Catello Maresca ha ricevuto a Sapri il Premio Terre del Bussento nel corso della serata conclusiva dell’undicesima edizione della manifestazione. La cerimonia si è svolta sul Viale della Spigolatrice, sul lungomare della cittadina cilentana, trasformando l’evento in una piazza di confronto sui temi della giustizia, dell’impegno civile e del contrasto alla criminalità organizzata.
Il riconoscimento è stato assegnato al magistrato, a lungo attivo nella Direzione distrettuale antimafia di Napoli, «per il coraggio e la determinazione con cui ha speso la propria vita professionale nel contrasto alla criminalità organizzata», portando nel suo percorso «la difesa della legalità e della giustizia come valore non negoziabile».
Il riconoscimento a Catello Maresca e il valore della legalità
Nel corso della sua attività alla Dda partenopea, il magistrato ha diretto operazioni fondamentali per il contrasto ai clan campani, legando il proprio nome anche alle indagini che hanno portato alla cattura del boss dei Casalesi, Michele Zagaria.
La motivazione del Premio Terre del Bussento ha evidenziato in particolare il lavoro svolto nei confronti dei più giovani. Nella nota di assegnazione si sottolinea come Maresca abbia saputo trasmettere alle nuove generazioni fiducia nelle istituzioni e nella forza dello Stato, ricordando che «la responsabilità verso il bene comune resta la misura più alta della dedizione civile». Un messaggio che sintetizza la necessità di opporsi a ogni forma di prevaricazione e illegalità.
Una vetrina per il territorio tra cultura e responsabilità civile
L’evento è stato promosso dall’associazione Terre del Bussento, con l’ideazione di Matteo Martino, e organizzato dal Comune di Sapri. La conduzione della serata è stata affidata al giornalista Francesco Lombardi, con la partecipazione del sindaco Antonio Gentile e di don Gianni Citro.

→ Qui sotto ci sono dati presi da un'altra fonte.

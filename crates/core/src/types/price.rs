//! Type-safe price representation using decimal arithmetic.
//!
//! Catalog prices and cart totals use [`rust_decimal::Decimal`] so that
//! money never goes through binary floating point. The storefront is a
//! Brazilian shop, so BRL is the default currency and display formatting
//! uses a comma decimal separator, e.g. `R$ 1234,56`.

use rust_decimal::Decimal;
use serde::{Deserialize, Serialize};

/// A price with currency information.
#[derive(Debug, Clone, Copy, PartialEq, Eq, Serialize, Deserialize)]
pub struct Price {
    /// Amount in the currency's standard unit (e.g., reais, not centavos).
    pub amount: Decimal,
    /// ISO 4217 currency code.
    #[serde(default)]
    pub currency: CurrencyCode,
}

impl Price {
    /// Create a new price.
    #[must_use]
    pub const fn new(amount: Decimal, currency: CurrencyCode) -> Self {
        Self { amount, currency }
    }

    /// Create a BRL price.
    #[must_use]
    pub const fn brl(amount: Decimal) -> Self {
        Self::new(amount, CurrencyCode::BRL)
    }

    /// A zero price in the given currency.
    #[must_use]
    pub const fn zero(currency: CurrencyCode) -> Self {
        Self::new(Decimal::ZERO, currency)
    }

    /// The price of `quantity` units at this unit price.
    #[must_use]
    pub fn times(&self, quantity: u32) -> Self {
        Self::new(self.amount * Decimal::from(quantity), self.currency)
    }

    /// Format for display, e.g. `R$ 29,90` or `$29.90`.
    #[must_use]
    pub fn display(&self) -> String {
        let digits = format_two_decimals(self.amount);
        if self.currency.decimal_comma() {
            format!("{} {}", self.currency.symbol(), digits.replace('.', ","))
        } else {
            format!("{}{digits}", self.currency.symbol())
        }
    }
}

impl std::fmt::Display for Price {
    fn fmt(&self, f: &mut std::fmt::Formatter<'_>) -> std::fmt::Result {
        write!(f, "{}", self.display())
    }
}

/// Render a decimal with exactly two fractional digits.
fn format_two_decimals(amount: Decimal) -> String {
    let rounded = amount.round_dp(2);
    let s = rounded.to_string();
    match s.find('.') {
        None => format!("{s}.00"),
        // round_dp(2) leaves at most two fractional digits
        Some(pos) if s.len() - pos - 1 == 1 => format!("{s}0"),
        Some(_) => s,
    }
}

/// ISO 4217 currency codes.
#[derive(Debug, Clone, Copy, PartialEq, Eq, Hash, Serialize, Deserialize, Default)]
pub enum CurrencyCode {
    #[default]
    BRL,
    USD,
    EUR,
}

impl CurrencyCode {
    /// Currency symbol for display.
    #[must_use]
    pub const fn symbol(&self) -> &'static str {
        match self {
            Self::BRL => "R$",
            Self::USD => "$",
            Self::EUR => "€",
        }
    }

    /// Whether the currency conventionally uses a comma decimal separator.
    #[must_use]
    pub const fn decimal_comma(&self) -> bool {
        matches!(self, Self::BRL | Self::EUR)
    }
}
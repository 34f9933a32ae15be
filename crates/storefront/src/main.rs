//! MotoShop Storefront - Public JSON API.
//!
//! This binary serves the client-rendered storefront's backend on port
//! 3000 by default.
//!
//! # Architecture
//!
//! - Axum web framework, JSON in and out
//! - Static in-memory product catalog
//! - Cart and user state persisted as JSON documents in a data directory
//!   (the local-storage documents the web client used to own)
//! - Mock authentication and simulated checkout: latency then success

#![cfg_attr(not(test), forbid(unsafe_code))]

use moto_shop_storefront::config::StorefrontConfig;
use moto_shop_storefront::state::AppState;
use tracing_subscriber::{layer::SubscriberExt, util::SubscriberInitExt};

#[tokio::main]
async fn main() {
    // Load configuration from environment
    let config = StorefrontConfig::from_env().expect("Failed to load configuration");

    // Initialize tracing with EnvFilter
    // Defaults to info level for our crate if RUST_LOG is not set
    let env_filter = tracing_subscriber::EnvFilter::try_from_default_env()
        .unwrap_or_else(|_| "moto_shop_storefront=info,tower_http=info".into());

    tracing_subscriber::registry()
        .with(env_filter)
        .with(tracing_subscriber::fmt::layer())
        .init();

    // Build application state (restores persisted cart/user documents)
    let addr = config.socket_addr();
    let state = AppState::new(config).expect("Failed to initialize application state");

    let app = moto_shop_storefront::app(state);

    tracing::info!("storefront listening on {}", addr);

    let listener = tokio::net::TcpListener::bind(addr)
        .await
        .expect("Failed to bind to address");

    axum::serve(listener, app)
        .with_graceful_shutdown(shutdown_signal())
        .await
        .expect("Server error");
}

/// Wait for shutdown signal (Ctrl+C or SIGTERM).
async fn shutdown_signal() {
    let ctrl_c = async {
        tokio::signal::ctrl_c()
            .await
            .expect("Failed to install Ctrl+C handler");
    };

    #[cfg(unix)]
    let terminate = async {
        tokio::signal::unix::signal(tokio::signal::unix::SignalKind::terminate())
            .expect("Failed to install signal handler")
            .recv()
            .await;
    };

    #[cfg(not(unix))]
    let terminate = std::future::pending::<()>();

    tokio::select! {
        () = ctrl_c => {},
        () = terminate => {},
    }

    tracing::info!("Shutdown signal received, starting graceful shutdown");
}
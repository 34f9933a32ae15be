//! Checkout route handler.

use axum::{Json, extract::State, http::StatusCode};
use chrono::{DateTime, Utc};
use serde::Serialize;

use moto_shop_core::OrderId;

use crate::error::Result;
use crate::services::checkout::{CheckoutRequest, OrderConfirmation, PaymentMethod};
use crate::state::AppState;

/// Order confirmation response.
#[derive(Debug, Serialize)]
#[serde(rename_all = "camelCase")]
pub struct OrderView {
    pub order_id: OrderId,
    pub item_count: usize,
    pub subtotal: String,
    pub shipping: String,
    pub total: String,
    pub payment_method: PaymentMethod,
    pub placed_at: DateTime<Utc>,
}

impl From<OrderConfirmation> for OrderView {
    fn from(confirmation: OrderConfirmation) -> Self {
        Self {
            order_id: confirmation.order_id,
            item_count: confirmation.items.len(),
            subtotal: confirmation.totals.subtotal.display(),
            shipping: confirmation.totals.shipping.display(),
            total: confirmation.totals.total.display(),
            payment_method: confirmation.payment_method,
            placed_at: confirmation.placed_at,
        }
    }
}

/// Place an order.
///
/// Requires a logged-in user and a non-empty cart; always succeeds after
/// the simulated processing delay and clears the cart.
pub async fn place_order(
    State(state): State<AppState>,
    Json(request): Json<CheckoutRequest>,
) -> Result<(StatusCode, Json<OrderView>)> {
    let confirmation = state.checkout_service().place_order(request).await?;
    Ok((StatusCode::CREATED, Json(OrderView::from(confirmation))))
}
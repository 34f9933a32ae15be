//! Integration tests for the simulated checkout.

use axum::http::StatusCode;
use serde_json::{Value, json};

use moto_shop_integration_tests::TestApp;

fn checkout_body() -> Value {
    json!({
        "shipping": {
            "cep": "01310-100",
            "street": "Av. Paulista",
            "number": "1000",
            "neighborhood": "Bela Vista",
            "city": "São Paulo",
            "state": "SP"
        },
        "paymentMethod": "pix"
    })
}

#[tokio::test]
async fn test_checkout_requires_login() {
    let app = TestApp::new();
    app.post("/cart/add", &json!({"productId": "5"})).await;

    let (status, body) = app.post("/checkout", &checkout_body()).await;
    assert_eq!(status, StatusCode::UNAUTHORIZED);
    assert!(body["error"].is_string());
}

#[tokio::test]
async fn test_checkout_requires_non_empty_cart() {
    let app = TestApp::new();
    app.login().await;

    let (status, _) = app.post("/checkout", &checkout_body()).await;
    assert_eq!(status, StatusCode::BAD_REQUEST);
}

#[tokio::test]
async fn test_checkout_validates_shipping_address() {
    let app = TestApp::new();
    app.login().await;
    app.post("/cart/add", &json!({"productId": "5"})).await;

    let mut body = checkout_body();
    body["shipping"]["city"] = json!("  ");
    let (status, response) = app.post("/checkout", &body).await;
    assert_eq!(status, StatusCode::BAD_REQUEST);
    assert_eq!(response["error"], "city is required");

    // The failed attempt leaves the cart untouched
    let (_, count) = app.get("/cart/count").await;
    assert_eq!(count["count"], 1);
}

#[tokio::test]
async fn test_checkout_places_order_and_clears_cart() {
    let app = TestApp::new();
    app.login().await;
    app.post("/cart/add", &json!({"productId": "5"})).await;

    let (status, order) = app.post("/checkout", &checkout_body()).await;
    assert_eq!(status, StatusCode::CREATED);

    assert!(!order["orderId"].as_str().expect("order id").is_empty());
    assert_eq!(order["itemCount"], 1);
    assert_eq!(order["subtotal"], "R$ 1199,90");
    assert_eq!(order["shipping"], "R$ 0,00");
    assert_eq!(order["total"], "R$ 1199,90");
    assert_eq!(order["paymentMethod"], "pix");
    assert!(order["placedAt"].is_string());

    let (_, count) = app.get("/cart/count").await;
    assert_eq!(count["count"], 0);
}

#[tokio::test]
async fn test_checkout_charges_shipping_below_threshold() {
    let app = TestApp::new();
    app.login().await;
    app.post("/cart/add", &json!({"productId": "8", "quantity": 2}))
        .await;

    let (status, order) = app.post("/checkout", &checkout_body()).await;
    assert_eq!(status, StatusCode::CREATED);
    assert_eq!(order["subtotal"], "R$ 109,80");
    assert_eq!(order["shipping"], "R$ 29,90");
    assert_eq!(order["total"], "R$ 139,70");
}
//! Unified error handling.
//!
//! Provides a unified `AppError` type that maps service errors to HTTP
//! status codes and JSON error bodies. All route handlers should return
//! `Result<T, AppError>`.

use axum::{
    Json,
    http::StatusCode,
    response::{IntoResponse, Response},
};
use serde_json::json;
use thiserror::Error;

use crate::services::auth::AuthError;
use crate::services::cart::CartServiceError;
use crate::services::checkout::CheckoutError;
use crate::storage::StorageError;

/// Application-level error type for the storefront.
#[derive(Debug, Error)]
pub enum AppError {
    /// Authentication operation failed.
    #[error("Auth error: {0}")]
    Auth(#[from] AuthError),

    /// Cart operation failed.
    #[error("Cart error: {0}")]
    Cart(#[from] CartServiceError),

    /// Checkout operation failed.
    #[error("Checkout error: {0}")]
    Checkout(#[from] CheckoutError),

    /// Document store operation failed.
    #[error("Storage error: {0}")]
    Storage(#[from] StorageError),

    /// Resource not found.
    #[error("Not found: {0}")]
    NotFound(String),

    /// User is not authenticated.
    #[error("Unauthorized: {0}")]
    Unauthorized(String),

    /// Bad request from client.
    #[error("Bad request: {0}")]
    BadRequest(String),
}

impl AppError {
    const fn status(&self) -> StatusCode {
        match self {
            Self::Auth(err) => match err {
                AuthError::Storage(_) => StatusCode::INTERNAL_SERVER_ERROR,
                _ => StatusCode::BAD_REQUEST,
            },
            Self::Cart(err) => match err {
                CartServiceError::LineNotFound => StatusCode::NOT_FOUND,
                CartServiceError::Storage(_) => StatusCode::INTERNAL_SERVER_ERROR,
                _ => StatusCode::BAD_REQUEST,
            },
            Self::Checkout(err) => match err {
                CheckoutError::NotAuthenticated => StatusCode::UNAUTHORIZED,
                CheckoutError::Storage(_) => StatusCode::INTERNAL_SERVER_ERROR,
                _ => StatusCode::BAD_REQUEST,
            },
            Self::Storage(_) => StatusCode::INTERNAL_SERVER_ERROR,
            Self::NotFound(_) => StatusCode::NOT_FOUND,
            Self::Unauthorized(_) => StatusCode::UNAUTHORIZED,
            Self::BadRequest(_) => StatusCode::BAD_REQUEST,
        }
    }
}

impl IntoResponse for AppError {
    fn into_response(self) -> Response {
        let status = self.status();

        if status.is_server_error() {
            tracing::error!(error = %self, "request error");
        }

        // Don't expose internal error details to clients
        let message = if status.is_server_error() {
            "internal server error".to_string()
        } else {
            match &self {
                Self::Auth(err) => err.to_string(),
                Self::Cart(err) => err.to_string(),
                Self::Checkout(err) => err.to_string(),
                Self::NotFound(what) => format!("{what} not found"),
                Self::Unauthorized(msg) | Self::BadRequest(msg) => msg.clone(),
                // Storage errors never reach here; they are server errors
                Self::Storage(err) => err.to_string(),
            }
        };

        (status, Json(json!({ "error": message }))).into_response()
    }
}

/// Result type alias for `AppError`.
pub type Result<T> = std::result::Result<T, AppError>;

«La scelta di Catello Maresca dà al Premio un forte significato civile. La sua esperienza rappresenta un messaggio importante di legalità e di fiducia nelle istituzioni, soprattutto per le nuove generazioni. Siamo orgogliosi di aver ospitato a Sapri una serata di grande valore», ha dichiarato il primo cittadino Antonio Gentile.
L’appuntamento ha confermato la duplice valenza dell’iniziativa, capace di unire l’approfondimento culturale alla promozione del territorio cilentano.
«Con Maresca abbiamo voluto portare al centro della serata temi come legalità, cultura e responsabilità civile. Il Premio Terre del Bussento si conferma così un appuntamento capace di offrire occasioni di confronto e di valorizzare Sapri e il territorio», ha ribadito l’assessore al Turismo, Cultura e Spettacolo, Amalia Morabito.
Con la consegna del premio a Maresca si conclude un’edizione che ha visto la presenza di rappresentanti del mondo delle istituzioni, del giornalismo, della cultura e dello spettacolo, consolidando la manifestazione come punto di riferimento per il dibattito pubblico a livello regionale.